Pirellone nega patrocinio a Gay Pride

"Non è stato approvata oggi dall’ufficio di presidenza del Consiglio Regionale della Lombardia la concessione del patrocinio gratuito alla manifestazione Milano Pride 2018, in programma per il 30 giugno prossimo". Lo rende noto il dem Carlo Borghetti, vice presidente dell'ufficio di presidenza del Consiglio Regionale della Lombardia, precisando che "il patrocinio è stato bocciato con tre voti contro, di Forza Italia e Lega e due a favore da Partito democratico e M5S".

"Io ho votato a favore della concessione del patrocinio - spiega Borghetti - perché sono per sostenere la libertà di espressione e per riaffermare la laicità dell'istituzione Consiglio regionale". Del resto "siamo una Regione laica in uno Stato laico".

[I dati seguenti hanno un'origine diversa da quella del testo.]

use tokio::sync::broadcast::{self, error::RecvError, error::TryRecvError};

use super::types::Event;

/// Subscriber side of a client's event queue.
///
/// The queue is bounded. A subscriber that falls behind loses the oldest
/// events and sees a single [`Event::Lagged`] in their place.
#[derive(Debug)]
pub struct EventStream {
    receiver: broadcast::Receiver<Event>,
}

impl EventStream {
    pub(crate) fn new(receiver: broadcast::Receiver<Event>) -> Self {
        Self { receiver }
    }

    /// Waits for the next event. `None` once the client is dropped.
    pub async fn recv(&mut self) -> Option<Event> {
        match self.receiver.recv().await {
            Ok(event) => Some(event),
            Err(RecvError::Lagged(dropped)) => {
                log::warn!("event subscriber lagged, {dropped} events dropped");
                Some(Event::Lagged { dropped })
            }
            Err(RecvError::Closed) => None,
        }
    }

    pub fn try_recv(&mut self) -> Option<Event> {
        match self.receiver.try_recv() {
            Ok(event) => Some(event),
            Err(TryRecvError::Lagged(dropped)) => Some(Event::Lagged { dropped }),
            Err(TryRecvError::Empty | TryRecvError::Closed) => None,
        }
    }
}
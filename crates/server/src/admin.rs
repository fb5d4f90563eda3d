use anyhow::{Context, Result, bail};

/// Operator commands typed on the server's stdin.
#[derive(Debug, Clone, PartialEq, Eq)]
pub enum AdminCommand {
    Kick { peer_id: u16, reason: String },
    Status,
}

pub fn parse_admin(line: &str) -> Result<Option<AdminCommand>> {
    let line = line.trim();
    if line.is_empty() {
        return Ok(None);
    }
    let (name, rest) = line.split_once(char::is_whitespace).unwrap_or((line, ""));

    let command = match name {
        "kick" => {
            let rest = rest.trim_start();
            let (peer, reason) = rest.split_once(char::is_whitespace).unwrap_or((rest, ""));
            if peer.is_empty() {
                bail!("usage: kick <peer id> [reason]");
            }
            let peer_id = peer
                .parse()
                .with_context(|| format!("invalid peer id `{peer}`"))?;
            let reason = match reason.trim() {
                "" => "kicked by operator",
                reason => reason,
            };
            AdminCommand::Kick {
                peer_id,
                reason: reason.to_string(),
            }
        }
        "status" => AdminCommand::Status,
        other => bail!("unknown command `{other}`, expected kick or status"),
    };
    Ok(Some(command))
}
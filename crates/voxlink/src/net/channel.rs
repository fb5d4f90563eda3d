use std::collections::VecDeque;
use std::fmt;
use std::time::{Duration, Instant};

use bytes::Bytes;

use super::protocol::{MalformedPacket, PacketBody};
use super::tracking::{ReceiveError, ReceiveWindow, ReliabilitySettings, SendTracker};
use crate::error::TimeoutCause;

#[derive(Debug, Clone, Copy, PartialEq, Eq, Hash, PartialOrd, Ord)]
#[repr(u8)]
pub enum Channel {
    Control = 0,
    ReliableOrdered = 1,
    ReliableUnordered = 2,
    Unreliable = 3,
}

impl Channel {
    /// All channels, highest transmit priority first.
    pub const ALL: [Channel; 4] = [
        Channel::Control,
        Channel::ReliableOrdered,
        Channel::ReliableUnordered,
        Channel::Unreliable,
    ];

    pub fn id(self) -> u8 {
        self as u8
    }

    fn index(self) -> usize {
        self as usize
    }

    pub fn is_reliable(self) -> bool {
        !matches!(self, Self::Unreliable)
    }

    pub fn is_ordered(self) -> bool {
        matches!(self, Self::Control | Self::ReliableOrdered)
    }

    pub fn as_str(self) -> &'static str {
        match self {
            Self::Control => "control",
            Self::ReliableOrdered => "reliable-ordered",
            Self::ReliableUnordered => "reliable-unordered",
            Self::Unreliable => "unreliable",
        }
    }
}

impl TryFrom<u8> for Channel {
    type Error = MalformedPacket;

    fn try_from(value: u8) -> Result<Self, Self::Error> {
        match value {
            0 => Ok(Self::Control),
            1 => Ok(Self::ReliableOrdered),
            2 => Ok(Self::ReliableUnordered),
            3 => Ok(Self::Unreliable),
            other => Err(MalformedPacket::UnknownChannel(other)),
        }
    }
}

impl fmt::Display for Channel {
    fn fmt(&self, f: &mut fmt::Formatter<'_>) -> fmt::Result {
        f.write_str(self.as_str())
    }
}

#[derive(Debug)]
struct ReliableLane {
    sender: SendTracker,
    receiver: ReceiveWindow,
    outbound: VecDeque<PacketBody>,
    ack_due: bool,
}

impl ReliableLane {
    fn new(ordered: bool, settings: &ReliabilitySettings) -> Self {
        Self {
            sender: SendTracker::new(settings),
            receiver: ReceiveWindow::starting_at(1, settings.receive_window, ordered),
            outbound: VecDeque::new(),
            ack_due: false,
        }
    }

    fn promote_backlog(&mut self, now: Instant) {
        while let Some((sequence, payload)) = self.sender.poll_backlog(now) {
            self.outbound
                .push_back(PacketBody::Reliable { sequence, payload });
        }
    }
}

#[derive(Debug)]
struct UnreliableLane {
    next_sequence: u16,
    outbound: VecDeque<PacketBody>,
    capacity: usize,
}

#[derive(Debug)]
enum Lane {
    Reliable(ReliableLane),
    Unreliable(UnreliableLane),
}

impl Lane {
    fn outbound_mut(&mut self) -> &mut VecDeque<PacketBody> {
        match self {
            Self::Reliable(lane) => &mut lane.outbound,
            Self::Unreliable(lane) => &mut lane.outbound,
        }
    }
}

/// Per-channel reliability and transmit scheduling for one peer.
///
/// Transmit order is urgent control packets (ping, pong, disconnect), then
/// pending acks, then data in channel priority order.
#[derive(Debug)]
pub struct ChannelMux {
    lanes: [Lane; 4],
    urgent: VecDeque<PacketBody>,
    initial_rto: Duration,
    retransmissions: u64,
    duplicates: u64,
    unreliable_dropped: u64,
}

impl ChannelMux {
    pub fn new(settings: &ReliabilitySettings) -> Self {
        Self {
            lanes: [
                Lane::Reliable(ReliableLane::new(true, settings)),
                Lane::Reliable(ReliableLane::new(true, settings)),
                Lane::Reliable(ReliableLane::new(false, settings)),
                Lane::Unreliable(UnreliableLane {
                    next_sequence: 1,
                    outbound: VecDeque::new(),
                    capacity: settings.unreliable_queue.max(1),
                }),
            ],
            urgent: VecDeque::new(),
            initial_rto: settings.initial_rto,
            retransmissions: 0,
            duplicates: 0,
            unreliable_dropped: 0,
        }
    }

    /// Queues an application payload on `channel`.
    pub fn send(&mut self, channel: Channel, payload: Bytes, now: Instant) {
        match &mut self.lanes[channel.index()] {
            Lane::Reliable(lane) => {
                if let Some((sequence, payload)) = lane.sender.track_packet(payload, now) {
                    lane.outbound
                        .push_back(PacketBody::Reliable { sequence, payload });
                } else {
                    log::trace!(
                        "{channel} window full, {} backlogged",
                        lane.sender.backlog_len()
                    );
                }
            }
            Lane::Unreliable(lane) => {
                if lane.outbound.len() >= lane.capacity {
                    lane.outbound.pop_front();
                    self.unreliable_dropped += 1;
                }
                let sequence = lane.next_sequence;
                lane.next_sequence = lane.next_sequence.wrapping_add(1);
                lane.outbound
                    .push_back(PacketBody::Unreliable { sequence, payload });
            }
        }
    }

    /// Queues a ping, pong or disconnect ahead of everything else.
    pub fn send_urgent(&mut self, body: PacketBody) {
        self.urgent.push_back(body);
    }

    /// Feeds an inbound data or ack packet and returns payloads ready for the application.
    pub fn handle_inbound(&mut self, channel: Channel, body: PacketBody, now: Instant) -> Vec<Bytes> {
        match (&mut self.lanes[channel.index()], body) {
            (Lane::Reliable(lane), PacketBody::Ack { ack, selective }) => {
                let acked = lane.sender.process_ack(ack, selective, now);
                if !acked.is_empty() {
                    log::trace!("{channel} acked {acked:?}");
                    lane.promote_backlog(now);
                }
                Vec::new()
            }
            (Lane::Reliable(lane), PacketBody::Reliable { sequence, payload }) => {
                // Duplicates are acked again.
                lane.ack_due = true;
                match lane.receiver.record_received(sequence, payload) {
                    Ok(delivered) => delivered,
                    Err(ReceiveError::DuplicateOrStale(sequence)) => {
                        log::trace!("{channel} duplicate sequence {sequence}");
                        self.duplicates += 1;
                        Vec::new()
                    }
                    Err(err @ ReceiveError::OutOfWindow(_)) => {
                        log::debug!("{channel}: {err}");
                        Vec::new()
                    }
                }
            }
            // No ordering or dedup: late and repeated datagrams are delivered as they come.
            (Lane::Unreliable(_), PacketBody::Unreliable { payload, .. }) => vec![payload],
            (_, body) => {
                log::debug!("ignoring {:?} on {channel}", body.kind());
                Vec::new()
            }
        }
    }

    /// Schedules retransmissions that are due.
    pub fn tick(&mut self, now: Instant) -> Result<(), TimeoutCause> {
        for channel in Channel::ALL {
            let Lane::Reliable(lane) = &mut self.lanes[channel.index()] else {
                continue;
            };
            let resends = lane.sender.collect_resends(now).map_err(|exhausted| {
                TimeoutCause::RetransmitsExhausted {
                    channel,
                    sequence: exhausted.sequence,
                }
            })?;
            for (sequence, payload) in resends {
                log::trace!("{channel} retransmitting {sequence}");
                self.retransmissions += 1;
                lane.outbound
                    .push_back(PacketBody::Reliable { sequence, payload });
            }
        }
        Ok(())
    }

    /// Next packet to put on the wire, in priority order.
    pub fn poll_transmit(&mut self) -> Option<(Channel, PacketBody)> {
        if let Some(body) = self.urgent.pop_front() {
            return Some((Channel::Control, body));
        }

        for channel in Channel::ALL {
            if let Lane::Reliable(lane) = &mut self.lanes[channel.index()] {
                if lane.ack_due {
                    lane.ack_due = false;
                    let (ack, selective) = lane.receiver.ack_data();
                    return Some((channel, PacketBody::Ack { ack, selective }));
                }
            }
        }

        for channel in Channel::ALL {
            if let Some(body) = self.lanes[channel.index()].outbound_mut().pop_front() {
                return Some((channel, body));
            }
        }

        None
    }

    /// Drops everything queued for transmission, including pending acks.
    pub fn clear_outbound(&mut self) {
        self.urgent.clear();
        for lane in &mut self.lanes {
            lane.outbound_mut().clear();
            if let Lane::Reliable(lane) = lane {
                lane.ack_due = false;
            }
        }
    }

    pub fn has_outbound(&self) -> bool {
        !self.urgent.is_empty()
            || self.lanes.iter().any(|lane| match lane {
                Lane::Reliable(lane) => lane.ack_due || !lane.outbound.is_empty(),
                Lane::Unreliable(lane) => !lane.outbound.is_empty(),
            })
    }

    /// True once every reliable message sent has been acknowledged.
    pub fn is_idle(&self) -> bool {
        self.lanes.iter().all(|lane| match lane {
            Lane::Reliable(lane) => lane.sender.is_idle(),
            Lane::Unreliable(_) => true,
        })
    }

    pub fn unacked_count(&self) -> usize {
        self.lanes
            .iter()
            .map(|lane| match lane {
                Lane::Reliable(lane) => lane.sender.unacked_count() + lane.sender.backlog_len(),
                Lane::Unreliable(_) => 0,
            })
            .sum()
    }

    /// Smoothed RTT and RTO in milliseconds, taken from the slowest sampled lane.
    pub fn rtt_ms(&self) -> (f32, f32) {
        let mut srtt = 0.0f32;
        let mut rto = None;
        for lane in &self.lanes {
            let Lane::Reliable(lane) = lane else {
                continue;
            };
            let rtt = lane.sender.rtt();
            if rtt.has_sample() {
                srtt = srtt.max(rtt.srtt());
                rto = rto.max(Some(rtt.rto()));
            }
        }
        let rto = rto.unwrap_or(self.initial_rto);
        (srtt, rto.as_secs_f32() * 1000.0)
    }

    pub fn retransmissions(&self) -> u64 {
        self.retransmissions
    }

    pub fn duplicates(&self) -> u64 {
        self.duplicates
    }

    pub fn unreliable_dropped(&self) -> u64 {
        self.unreliable_dropped
    }
}
impl GameServer {
    pub fn new(config: ServerConfig) -> Self {
        let (inbound_sim, outbound_sim) = match config.link {
            Some(conditions) => (
                Some(NetworkSimulator::new(conditions, config.seed)),
                Some(NetworkSimulator::new(conditions, config.seed.wrapping_add(1))),
            ),
            None => (None, None),
        };
        // Room for handshakes and lingering rejections on top of the player cap.
        let max_peers = config.max_clients.saturating_mul(2).saturating_add(8);

        Self {
            peers: PeerManager::new(max_peers, ReliabilitySettings::default()),
            rng: StdRng::seed_from_u64(config.seed),
            next_entity_id: 1,
            inbound_sim,
            outbound_sim,
            outgoing: VecDeque::new(),
            stats: NetworkStats::default(),
            pending_events: VecDeque::new(),
            config,
        }
    }

    pub fn drain_events(&mut self) -> impl Iterator<Item = ServerEvent> + '_ {
        self.pending_events.drain(..)
    }

    pub fn connected_count(&self) -> usize {
        self.peers.connected_count()
    }

    pub fn peer_count(&self) -> usize {
        self.peers.total_count()
    }

    pub fn stats(&self) -> NetworkStats {
        let mut stats = self.stats.clone();
        for peer in self.peers.iter() {
            stats.retransmissions += peer.mux.retransmissions();
            stats.duplicates += peer.mux.duplicates();
            stats.unreliable_dropped += peer.mux.unreliable_dropped();
        }
        stats
    }

    pub fn handle_datagram(&mut self, from: SocketAddr, data: &[u8], now: Instant) {
        match self.inbound_sim.as_mut() {
            Some(sim) => {
                sim.send((from, Bytes::copy_from_slice(data)), now);
                self.drain_inbound(now);
            }
            None => self.process_datagram(from, data, now),
        }
    }

    fn drain_inbound(&mut self, now: Instant) {
        let ready = match self.inbound_sim.as_mut() {
            Some(sim) => sim.take_ready(now),
            None => return,
        };
        for (from, data) in ready {
            self.process_datagram(from, &data, now);
        }
    }

    fn process_datagram(&mut self, from: SocketAddr, data: &[u8], now: Instant) {
        let packet = match Packet::decode(data) {
            Ok(packet) => packet,
            Err(err) => {
                log::debug!("dropping malformed datagram from {from}: {err}");
                self.stats.packets_dropped_malformed += 1;
                return;
            }
        };
        self.stats.record_received(data.len());

        // Only a reliable control packet may open a session.
        let opens_session = packet.channel == Channel::Control
            && matches!(packet.body, PacketBody::Reliable { .. });
        let peer = if opens_session {
            self.peers.get_or_create(from, now)
        } else {
            self.peers.get_by_addr_mut(&from)
        };
        let Some(peer) = peer else {
            log::trace!("ignoring {:?} from unknown address {from}", packet.body);
            return;
        };
        if !peer.accepts_id(packet.peer_id) {
            log::debug!(
                "dropping packet from {from} with peer id {}, expected {}",
                packet.peer_id,
                peer.peer_id
            );
            self.stats.packets_dropped_malformed += 1;
            return;
        }

        peer.last_receive_time = now;
        let peer_id = peer.peer_id;

        match packet.body {
            PacketBody::Ping { stamp } => peer.mux.send_urgent(PacketBody::Pong { stamp }),
            PacketBody::Pong { .. } => {}
            PacketBody::Disconnect => {
                log::debug!("peer {peer_id} sent disconnect");
                self.drop_peer(peer_id, DisconnectReason::Graceful, false, now);
            }
            body => {
                let payloads = peer.mux.handle_inbound(packet.channel, body, now);
                for payload in payloads {
                    match ClientMessage::decode(&payload) {
                        Ok(message) => self.handle_message(peer_id, message, now),
                        Err(err) => {
                            log::debug!("dropping malformed message from peer {peer_id}: {err}");
                            self.stats.packets_dropped_malformed += 1;
                        }
                    }
                }
            }
        }
    }

    fn handle_message(&mut self, peer_id: u16, message: ClientMessage, now: Instant) {
        let Some(peer) = self.peers.get(peer_id) else {
            return;
        };

        match (peer.state, message) {
            (PeerState::AwaitingHello, ClientMessage::Hello { version, username }) => {
                self.handle_hello(peer_id, version, username, now);
            }
            (PeerState::AwaitingProof { nonce }, ClientMessage::AuthResponse { proof }) => {
                let valid = self.config.password.is_empty()
                    || verify_proof(nonce, &peer.username, &self.config.password, &proof);
                if valid {
                    self.accept(peer_id, now);
                } else {
                    self.reject(peer_id, RejectCode::WrongPassword, "wrong password", now);
                }
            }
            (PeerState::Connected, ClientMessage::Command(command)) => {
                self.handle_command(peer_id, command, now);
            }
            (PeerState::Rejected { .. }, _) => {}
            (state, message) => {
                log::debug!("peer {peer_id}: unexpected {message:?} in state {state:?}");
            }
        }
    }

    fn handle_hello(&mut self, peer_id: u16, version: u16, username: String, now: Instant) {
        let Some(peer) = self.peers.get(peer_id) else {
            return;
        };
        let addr = peer.addr;
        self.pending_events
            .push_back(ServerEvent::ClientConnecting { addr });

        if version != PROTOCOL_VERSION {
            let reason = format!("server speaks protocol {PROTOCOL_VERSION}, client {version}");
            self.reject(peer_id, RejectCode::VersionMismatch, &reason, now);
            return;
        }
        if !valid_username(&username) {
            self.reject(peer_id, REJECT_BAD_NAME, "invalid username", now);
            return;
        }
        if self.peers.connected_count() >= self.config.max_clients {
            self.reject(peer_id, RejectCode::ServerFull, "server full", now);
            return;
        }
        if self.peers.name_in_use(&username, peer_id) {
            self.reject(peer_id, REJECT_NAME_TAKEN, "name already in use", now);
            return;
        }

        let nonce: u64 = self.rng.r#gen();
        let Some(peer) = self.peers.get_mut(peer_id) else {
            return;
        };
        log::debug!("peer {peer_id} ({addr}) says hello as {username}");
        peer.username = username;
        peer.state = PeerState::AwaitingProof { nonce };
        peer.send(&ServerMessage::SetPeerId { peer_id }, now);
        peer.send(&ServerMessage::AuthChallenge { nonce }, now);
    }

    fn accept(&mut self, peer_id: u16, now: Instant) {
        let entity_id = self.next_entity_id;
        self.next_entity_id = self.next_entity_id.wrapping_add(1).max(1);

        let others: Vec<ServerMessage> = self
            .peers
            .iter()
            .filter(|p| p.is_connected())
            .filter_map(RemotePeer::entity_state)
            .collect();

        let Some(peer) = self.peers.get_mut(peer_id) else {
            return;
        };
        peer.state = PeerState::Connected;
        peer.entity_id = Some(entity_id);
        peer.send(&ServerMessage::AuthAccept { entity_id }, now);
        for state in &others {
            peer.send(state, now);
        }

        let addr = peer.addr;
        let username = peer.username.clone();
        let spawned = peer.entity_state();
        log::info!("{username} joined as peer {peer_id} from {addr} (entity {entity_id})");
        if let Some(spawned) = spawned {
            self.peers.broadcast(&spawned, Some(peer_id), now);
        }
        self.pending_events.push_back(ServerEvent::ClientConnected {
            peer_id,
            addr,
            username,
            entity_id,
        });
    }

    fn reject(&mut self, peer_id: u16, code: RejectCode, reason: &str, now: Instant) {
        let Some(peer) = self.peers.get_mut(peer_id) else {
            return;
        };
        log::info!("rejecting {}: {code}: {reason}", peer.addr);
        peer.state = PeerState::Rejected { since: now };
        peer.send(
            &ServerMessage::AuthReject {
                code,
                reason: reason.to_string(),
            },
            now,
        );
        let addr = peer.addr;
        self.pending_events.push_back(ServerEvent::ConnectionDenied {
            addr,
            reason: format!("{code}: {reason}"),
        });
    }

    fn handle_command(&mut self, peer_id: u16, command: Command, now: Instant) {
        let Some(peer) = self.peers.get_mut(peer_id) else {
            return;
        };
        log::trace!("peer {peer_id}: {}", command.name());

        let relay = match command {
            Command::Move {
                position,
                yaw,
                pitch,
                ..
            } => {
                peer.position = position;
                peer.yaw = yaw;
                peer.pitch = pitch;
                peer.entity_state()
            }
            Command::LookAt { yaw, pitch } => {
                peer.yaw = yaw;
                peer.pitch = pitch;
                peer.entity_state()
            }
            Command::SelectSlot { slot } => {
                peer.selected_slot = slot;
                log::debug!("peer {peer_id} selected slot {}", peer.selected_slot);
                None
            }
            Command::DigBlock { pos } => {
                let update = ServerMessage::BlockUpdate {
                    pos,
                    node: "air".to_string(),
                };
                self.peers.broadcast(&update, None, now);
                None
            }
            Command::PlaceBlock { pos, item } => {
                let update = ServerMessage::BlockUpdate { pos, node: item };
                self.peers.broadcast(&update, None, now);
                None
            }
            Command::ChatMessage { text } => {
                let text = text.trim();
                if !text.is_empty() {
                    let username = peer.username.clone();
                    let chat = ServerMessage::Chat {
                        sender: username.clone(),
                        text: text.to_string(),
                    };
                    self.peers.broadcast(&chat, None, now);
                    self.pending_events.push_back(ServerEvent::Chat {
                        username,
                        text: text.to_string(),
                    });
                }
                None
            }
        };

        if let Some(state) = relay {
            self.peers.broadcast(&state, Some(peer_id), now);
        }
    }

    /// Retransmits, expires silent peers and releases delayed datagrams.
    pub fn tick(&mut self, now: Instant) {
        self.drain_inbound(now);

        let mut expired = Vec::new();
        let mut forgotten = Vec::new();
        for peer in self.peers.iter_mut() {
            if let PeerState::Rejected { since } = peer.state {
                let linger_over = now.saturating_duration_since(since) >= REJECT_LINGER;
                if linger_over || peer.mux.tick(now).is_err() {
                    forgotten.push(peer.peer_id);
                }
                continue;
            }

            if peer.is_timed_out(self.config.peer_timeout, now) {
                log::info!("peer {} went silent", peer.peer_id);
                expired.push(peer.peer_id);
            } else if let Err(cause) = peer.mux.tick(now) {
                log::info!("peer {} timed out: {cause}", peer.peer_id);
                expired.push(peer.peer_id);
            }
        }

        for peer_id in forgotten {
            self.peers.remove(peer_id);
        }
        for peer_id in expired {
            self.drop_peer(peer_id, DisconnectReason::Timeout, true, now);
        }
    }

    /// Next datagram to put on the wire.
    pub fn poll_transmit(&mut self, now: Instant) -> Option<Datagram> {
        let mut flushed = Vec::new();
        for peer in self.peers.iter_mut() {
            peer.drain_datagrams(&mut flushed);
        }
        for datagram in flushed {
            self.emit(datagram, now);
        }
        if let Some(sim) = self.outbound_sim.as_mut() {
            self.outgoing.extend(sim.take_ready(now));
        }

        let datagram = self.outgoing.pop_front()?;
        self.stats.record_sent(datagram.1.len());
        Some(datagram)
    }

    fn emit(&mut self, datagram: Datagram, now: Instant) {
        match self.outbound_sim.as_mut() {
            Some(sim) => sim.send(datagram, now),
            None => self.outgoing.push_back(datagram),
        }
    }

    pub fn kick(&mut self, peer_id: u16, reason: &str, now: Instant) -> bool {
        let Some(peer) = self.peers.get_mut(peer_id) else {
            return false;
        };
        peer.mux.clear_outbound();
        peer.send(
            &ServerMessage::Kick {
                reason: reason.to_string(),
            },
            now,
        );
        let mut flushed = Vec::new();
        peer.drain_datagrams(&mut flushed);
        for datagram in flushed {
            self.emit(datagram, now);
        }
        self.drop_peer(peer_id, DisconnectReason::Kicked, false, now);
        true
    }

    /// Tells every peer the server is going away. The notices skip the link
    /// simulator so they are ready to send immediately.
    pub fn shutdown(&mut self, now: Instant) {
        for peer_id in self.peers.ids() {
            if let Some(peer) = self.peers.get(peer_id) {
                let notice = Packet::new(PEER_ID_SERVER, Channel::Control, PacketBody::Disconnect);
                self.outgoing.push_back((peer.addr, notice.encode()));
            }
            self.drop_peer(peer_id, DisconnectReason::Kicked, false, now);
        }
    }

    fn drop_peer(&mut self, peer_id: u16, reason: DisconnectReason, notify: bool, now: Instant) {
        let Some(peer) = self.peers.remove(peer_id) else {
            return;
        };
        if notify {
            let notice = Packet::new(PEER_ID_SERVER, Channel::Control, PacketBody::Disconnect);
            self.emit((peer.addr, notice.encode()), now);
        }
        if !peer.is_connected() {
            return;
        }

        log::info!("{} (peer {peer_id}) {}", peer.username, reason.as_str());
        if let Some(entity_id) = peer.entity_id {
            self.peers
                .broadcast(&ServerMessage::EntityRemoved { entity_id }, None, now);
        }
        self.pending_events
            .push_back(ServerEvent::ClientDisconnected { peer_id, reason });
    }
}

La manifestazione aveva già avuto il patrocinio del Pirellone nel 2014 e nel 2015; nel 2016 non era pervenuta la richiesta. Nel 2017, invece, aveva visto l'ufficio di presidenza dividersi e non consentirne l’approvazione: "Trovo l’esito del voto un errore della maggioranza che governa la Lombardia -osserva Borghetti -. Un percorso di tolleranza e apertura, in sintonia con i valori della nostra Costituzione, non dovrebbe essere impedito per motivi puramente ideologici e di parte".